Search code examples
cluster-computingreplicationshardingsolrcloud

Why use shards when there is replicas


I am using Solr and have a single collection with dynamic fields.

My goal is to setup a SolrCloud, and SolrWiki recommend this: https://wiki.apache.org/solr/SolrCloud#Example_C:_Two_shard_cluster_with_shard_replicas_and_zookeeper_ensemble

From my understanding replications gives you load balancing and redundancy, since it is a straight copy. Sharding gives you load balancing and acquires half the memory for the index but you are dependent of both working.

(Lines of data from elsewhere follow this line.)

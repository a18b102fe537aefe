//! CaptureBlueprint - Config Loader output
//!
//! Describes one full capture run: warm-up policy, memory budget, capture
//! window, mock driver stream geometry, and output routing. Every field has a
//! default so the tool runs with no config file at all.

use std::mem;
use std::path::PathBuf;

use serde::{Deserialize, Serialize};

use crate::PointSample;

/// Configuration version
#[derive(Debug, Clone, Copy, PartialEq, Eq, Default, Serialize, Deserialize)]
pub enum ConfigVersion {
    #[default]
    V1,
}

/// Full capture run blueprint
#[derive(Debug, Clone, Default, Serialize, Deserialize)]
pub struct CaptureBlueprint {
    /// Configuration version
    #[serde(default)]
    pub version: ConfigVersion,

    /// Capture window and buffering policy
    #[serde(default)]
    pub capture: CaptureConfig,

    /// Driver stream geometry and rates
    #[serde(default)]
    pub driver: DriverConfig,

    /// Output routing
    #[serde(default)]
    pub output: OutputConfig,
}

/// Capture window and buffering policy
#[derive(Debug, Clone, Serialize, Deserialize)]
pub struct CaptureConfig {
    /// Frame sets discarded while sensor auto-exposure stabilizes
    #[serde(default = "default_warmup_frames")]
    pub warmup_frames: u64,

    /// Capture window length in seconds
    #[serde(default = "default_duration_secs")]
    pub duration_secs: u64,

    /// Total memory budget for the point buffer, in bytes
    #[serde(default = "default_memory_budget")]
    pub memory_budget_bytes: u64,
}

impl Default for CaptureConfig {
    fn default() -> Self {
        Self {
            warmup_frames: default_warmup_frames(),
            duration_secs: default_duration_secs(),
            memory_budget_bytes: default_memory_budget(),
        }
    }
}

fn default_warmup_frames() -> u64 {
    30
}

fn default_duration_secs() -> u64 {
    10
}

fn default_memory_budget() -> u64 {
    2_000_000_000 // 2 GB
}

/// Driver stream geometry and rates (consumed by the mock backend)
#[derive(Debug, Clone, Serialize, Deserialize)]
pub struct DriverConfig {
    /// Depth stream width in pixels
    #[serde(default = "default_depth_width")]
    pub depth_width: u32,

    /// Depth stream height in pixels
    #[serde(default = "default_depth_height")]
    pub depth_height: u32,

    /// Color stream width in pixels
    #[serde(default = "default_color_width")]
    pub color_width: u32,

    /// Color stream height in pixels
    #[serde(default = "default_color_height")]
    pub color_height: u32,

    /// Synchronized frame set rate (Hz), must be > 0
    #[serde(default = "default_frame_rate")]
    pub frame_rate_hz: f64,

    /// Motion sample rate per inertial stream (Hz), must be > 0
    #[serde(default = "default_motion_rate")]
    pub motion_rate_hz: f64,

    /// Depth unit in meters per raw depth tick, must be > 0
    #[serde(default = "default_depth_scale")]
    pub depth_scale: f32,
}

impl Default for DriverConfig {
    fn default() -> Self {
        Self {
            depth_width: default_depth_width(),
            depth_height: default_depth_height(),
            color_width: default_color_width(),
            color_height: default_color_height(),
            frame_rate_hz: default_frame_rate(),
            motion_rate_hz: default_motion_rate(),
            depth_scale: default_depth_scale(),
        }
    }
}

fn default_depth_width() -> u32 {
    320
}

fn default_depth_height() -> u32 {
    240
}

fn default_color_width() -> u32 {
    640
}

fn default_color_height() -> u32 {
    480
}

fn default_frame_rate() -> f64 {
    30.0
}

fn default_motion_rate() -> f64 {
    200.0
}

fn default_depth_scale() -> f32 {
    0.001
}

/// Output routing
#[derive(Debug, Clone, Serialize, Deserialize)]
pub struct OutputConfig {
    /// Directory receiving the per-timestamp mesh files and the motion log
    #[serde(default = "default_output_dir")]
    pub directory: PathBuf,

    /// Motion log filename inside `directory`
    #[serde(default = "default_motion_file")]
    pub motion_file: String,
}

impl Default for OutputConfig {
    fn default() -> Self {
        Self {
            directory: default_output_dir(),
            motion_file: default_motion_file(),
        }
    }
}

fn default_output_dir() -> PathBuf {
    PathBuf::from("./capture_output")
}

fn default_motion_file() -> String {
    "motion.txt".to_string()
}

impl CaptureBlueprint {
    /// Point buffer capacity: memory budget divided by one sample's footprint.
    pub fn point_capacity(&self) -> usize {
        (self.capture.memory_budget_bytes / mem::size_of::<PointSample>() as u64) as usize
    }
}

So when they set up the cluster like this with 4 servers, would the requests be approximately 4 times faster? If you only have 1 shard with 4 replicas, does it get 4 times faster with more redundancy?

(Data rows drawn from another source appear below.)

//! Point sampler
//!
//! Turns one projected frame set into a batch of point samples: filters
//! degenerate vertices, flips Y/Z into the export sign convention, and reads
//! per-vertex color and infrared texture bytes.

use contracts::{CaptureError, PointProjection, PointSample, VideoFrame};

use crate::classifier::ResolvedSet;

/// Vertices with all raw coordinates inside this band are missing depth.
pub const MIN_DISTANCE: f32 = 1.0e-6;

/// Build the point batch for one resolved frame set.
///
/// The projection's vertex and UV lists must be parallel; the caller has
/// already rejected empty projections.
///
/// # Errors
/// - `ProjectionMismatch` when the lists disagree in length
/// - `MalformedFrame` when a texture payload is shorter than its declared
///   geometry implies
pub fn sample_points(
    set: &ResolvedSet<'_>,
    projection: &PointProjection,
) -> Result<Vec<PointSample>, CaptureError> {
    if projection.vertices.len() != projection.uv.len() {
        return Err(CaptureError::ProjectionMismatch {
            vertices: projection.vertices.len(),
            uv: projection.uv.len(),
        });
    }
    ensure_payload(set.color, "colour")?;
    ensure_payload(set.infrared, "infrared")?;

    let mut batch = Vec::with_capacity(projection.len());

    for (vertex, uv) in projection.vertices.iter().zip(projection.uv.iter()) {
        let [x, y, z] = *vertex;
        if x.abs() < MIN_DISTANCE && y.abs() < MIN_DISTANCE && z.abs() < MIN_DISTANCE {
            continue;
        }

        let color_index = texel_offset(uv[0], uv[1], set.color);
        let infrared_index = texel_offset(uv[0], uv[1], set.infrared);

        batch.push(PointSample {
            timestamp: set.timestamp,
            // Negated per the right-handed export convention
            position: [x, -y, -z],
            color: texel_color(set.color, color_index),
            infrared: set.infrared.data[infrared_index],
        });
    }

    Ok(batch)
}

/// Map one normalized texture coordinate pair onto a byte offset into `frame`.
///
/// Each axis is scaled by the frame's own dimension, rounded to the nearest
/// integer, and clamped into the valid pixel range, so any UV input yields an
/// in-bounds pixel.
pub fn texel_offset(u: f32, v: f32, frame: &VideoFrame) -> usize {
    let x = pixel_coord(u, frame.width);
    let y = pixel_coord(v, frame.height);
    x * frame.bytes_per_pixel as usize + y * frame.stride_bytes as usize
}

/// Scale-round-clamp one normalized coordinate into `[0, dimension-1]`.
pub fn pixel_coord(normalized: f32, dimension: u32) -> usize {
    let scaled = (normalized * dimension as f32 + 0.5) as i64;
    scaled.clamp(0, dimension as i64 - 1) as usize
}

/// Read one RGB texel.
///
/// The colour reference may be the infrared fallback (one byte per pixel);
/// texels narrower than three bytes replicate their first byte across the
/// channels instead of reading past the pixel.
fn texel_color(frame: &VideoFrame, index: usize) -> [u8; 3] {
    let data = &frame.data;
    if frame.bytes_per_pixel >= 3 {
        [data[index], data[index + 1], data[index + 2]]
    } else {
        let value = data[index];
        [value, value, value]
    }
}

fn ensure_payload(frame: &VideoFrame, stream: &str) -> Result<(), CaptureError> {
    if frame.width == 0 || frame.height == 0 {
        return Err(CaptureError::malformed_frame(
            stream,
            format!("zero-sized frame ({}x{})", frame.width, frame.height),
        ));
    }
    if frame.stride_bytes < frame.width * frame.bytes_per_pixel {
        return Err(CaptureError::malformed_frame(
            stream,
            format!(
                "stride {} bytes narrower than a {}-pixel row of {} bytes each",
                frame.stride_bytes, frame.width, frame.bytes_per_pixel
            ),
        ));
    }
    let expected = frame.expected_len();
    if frame.data.len() < expected {
        return Err(CaptureError::malformed_frame(
            stream,
            format!("payload {} bytes, geometry implies {}", frame.data.len(), expected),
        ));
    }
    Ok(())
}

#[cfg(test)]
mod tests {
    use super::*;
    use bytes::Bytes;

    /// Color frame where every pixel encodes its own coordinates: (x, y, 200).
    fn coded_color(width: u32, height: u32) -> VideoFrame {
        let mut data = Vec::with_capacity((width * height * 3) as usize);
        for y in 0..height {
            for x in 0..width {
                data.extend_from_slice(&[x as u8, y as u8, 200]);
            }
        }
        VideoFrame {
            width,
            height,
            bytes_per_pixel: 3,
            stride_bytes: width * 3,
            data: Bytes::from(data),
        }
    }

    /// Infrared frame where every pixel holds x + 10*y.
    fn coded_infrared(width: u32, height: u32) -> VideoFrame {
        let mut data = Vec::with_capacity((width * height) as usize);
        for y in 0..height {
            for x in 0..width {
                data.push((x + 10 * y) as u8);
            }
        }
        VideoFrame {
            width,
            height,
            bytes_per_pixel: 1,
            stride_bytes: width,
            data: Bytes::from(data),
        }
    }

    fn depth_stub() -> VideoFrame {
        VideoFrame {
            width: 2,
            height: 2,
            bytes_per_pixel: 2,
            stride_bytes: 4,
            data: Bytes::from(vec![0u8; 8]),
        }
    }

    fn resolved<'a>(
        depth: &'a VideoFrame,
        color: &'a VideoFrame,
        infrared: &'a VideoFrame,
    ) -> ResolvedSet<'a> {
        ResolvedSet {
            depth,
            color,
            infrared,
            timestamp: 9.0,
            frame_number: 1,
        }
    }

    #[test]
    fn test_degenerate_vertices_are_dropped() {
        let depth = depth_stub();
        let color = coded_color(4, 4);
        let infrared = coded_infrared(4, 4);
        let set = resolved(&depth, &color, &infrared);

        let projection = PointProjection {
            vertices: vec![
                [0.0, 0.0, 0.0],
                [5e-7, -5e-7, 5e-7],
                [0.0, 0.0, 0.5],
                [1.0, 2.0, 3.0],
            ],
            uv: vec![[0.0, 0.0]; 4],
        };
        let batch = sample_points(&set, &projection).unwrap();
        assert_eq!(batch.len(), 2);
        // One axis above epsilon keeps the vertex
        assert_eq!(batch[0].position, [0.0, -0.0, -0.5]);
    }

    #[test]
    fn test_y_and_z_are_negated() {
        let depth = depth_stub();
        let color = coded_color(4, 4);
        let infrared = coded_infrared(4, 4);
        let set = resolved(&depth, &color, &infrared);

        let projection = PointProjection {
            vertices: vec![[1.5, 2.5, -3.5]],
            uv: vec![[0.5, 0.5]],
        };
        let batch = sample_points(&set, &projection).unwrap();
        assert_eq!(batch[0].position, [1.5, -2.5, 3.5]);
    }

    #[test]
    fn test_texture_sampled_per_stream_geometry() {
        let depth = depth_stub();
        let color = coded_color(8, 8);
        let infrared = coded_infrared(4, 4);
        let set = resolved(&depth, &color, &infrared);

        // uv (0.5, 0.25): color pixel (4, 2) of 8x8, infrared pixel (2, 1) of 4x4
        let projection = PointProjection {
            vertices: vec![[1.0, 1.0, 1.0]],
            uv: vec![[0.5, 0.25]],
        };
        let batch = sample_points(&set, &projection).unwrap();
        assert_eq!(batch[0].color, [4, 2, 200]);
        assert_eq!(batch[0].infrared, 2 + 10);
    }

    #[test]
    fn test_color_reference_may_be_single_byte_infrared() {
        let depth = depth_stub();
        let infrared = coded_infrared(4, 4);
        // Colour stream absent: both texture references resolve to infrared
        let set = ResolvedSet {
            depth: &depth,
            color: &infrared,
            infrared: &infrared,
            timestamp: 9.0,
            frame_number: 1,
        };

        // Bottom-right pixel-center UV, the widest offset a projector emits
        let projection = PointProjection {
            vertices: vec![[1.0, 1.0, 1.0]],
            uv: vec![[0.875, 0.875]],
        };
        let batch = sample_points(&set, &projection).unwrap();
        // Pixel (3, 3) holds 3 + 10*3; intensity replicated across channels
        assert_eq!(batch[0].color, [33, 33, 33]);
        assert_eq!(batch[0].infrared, 33);
    }

    #[test]
    fn test_undersized_stride_is_fatal() {
        let depth = depth_stub();
        let mut color = coded_color(4, 4);
        color.stride_bytes = 8;
        let infrared = coded_infrared(4, 4);
        let set = resolved(&depth, &color, &infrared);

        let projection = PointProjection {
            vertices: vec![[1.0, 1.0, 1.0]],
            uv: vec![[1.0, 1.0]],
        };
        let err = sample_points(&set, &projection).unwrap_err();
        assert!(matches!(err, CaptureError::MalformedFrame { .. }));
    }

    #[test]
    fn test_pixel_coord_bounded_for_unit_interval() {
        for dimension in [1u32, 3, 17, 640] {
            for step in 0..=100 {
                let normalized = step as f32 / 100.0;
                let px = pixel_coord(normalized, dimension);
                assert!(px < dimension as usize, "uv {normalized} dim {dimension} -> {px}");
            }
        }
    }

    #[test]
    fn test_pixel_coord_clamps_out_of_range_input() {
        assert_eq!(pixel_coord(-0.3, 16), 0);
        assert_eq!(pixel_coord(1.7, 16), 15);
    }

    #[test]
    fn test_pixel_coord_rounds_to_nearest() {
        // 0.3 * 10 + 0.5 = 3.5 -> 3 (truncation after +0.5)
        assert_eq!(pixel_coord(0.3, 10), 3);
        assert_eq!(pixel_coord(0.36, 10), 4);
    }

    #[test]
    fn test_projection_length_mismatch_is_fatal() {
        let depth = depth_stub();
        let color = coded_color(4, 4);
        let infrared = coded_infrared(4, 4);
        let set = resolved(&depth, &color, &infrared);

        let projection = PointProjection {
            vertices: vec![[1.0, 1.0, 1.0]],
            uv: vec![],
        };
        let err = sample_points(&set, &projection).unwrap_err();
        assert!(matches!(err, CaptureError::ProjectionMismatch { .. }));
    }

    #[test]
    fn test_short_payload_is_fatal() {
        let depth = depth_stub();
        let mut color = coded_color(4, 4);
        color.data = color.data.slice(0..10);
        let infrared = coded_infrared(4, 4);
        let set = resolved(&depth, &color, &infrared);

        let projection = PointProjection {
            vertices: vec![[1.0, 1.0, 1.0]],
            uv: vec![[0.0, 0.0]],
        };
        let err = sample_points(&set, &projection).unwrap_err();
        assert!(matches!(err, CaptureError::MalformedFrame { .. }));
    }
}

I took for granted that there is no point in having virtual servers because it wouldn't give you more CPUs to work simultaneously.


Solution

  • In SolrCloud adding more replicas improves concurrency and adding more shards improves query response time. In other words, if your original query returned in 1 second, adding more replicas will probably not improve the response time but will give you more results per time period. But, splitting your index into more shards will defiantly reduce the response time.

    So, if you split you index from 1 shard into 4 shards you will get almost 4 times faster queries. But if you choose to have 1 shard with 4 replicas your query response time will probably improved only slightly.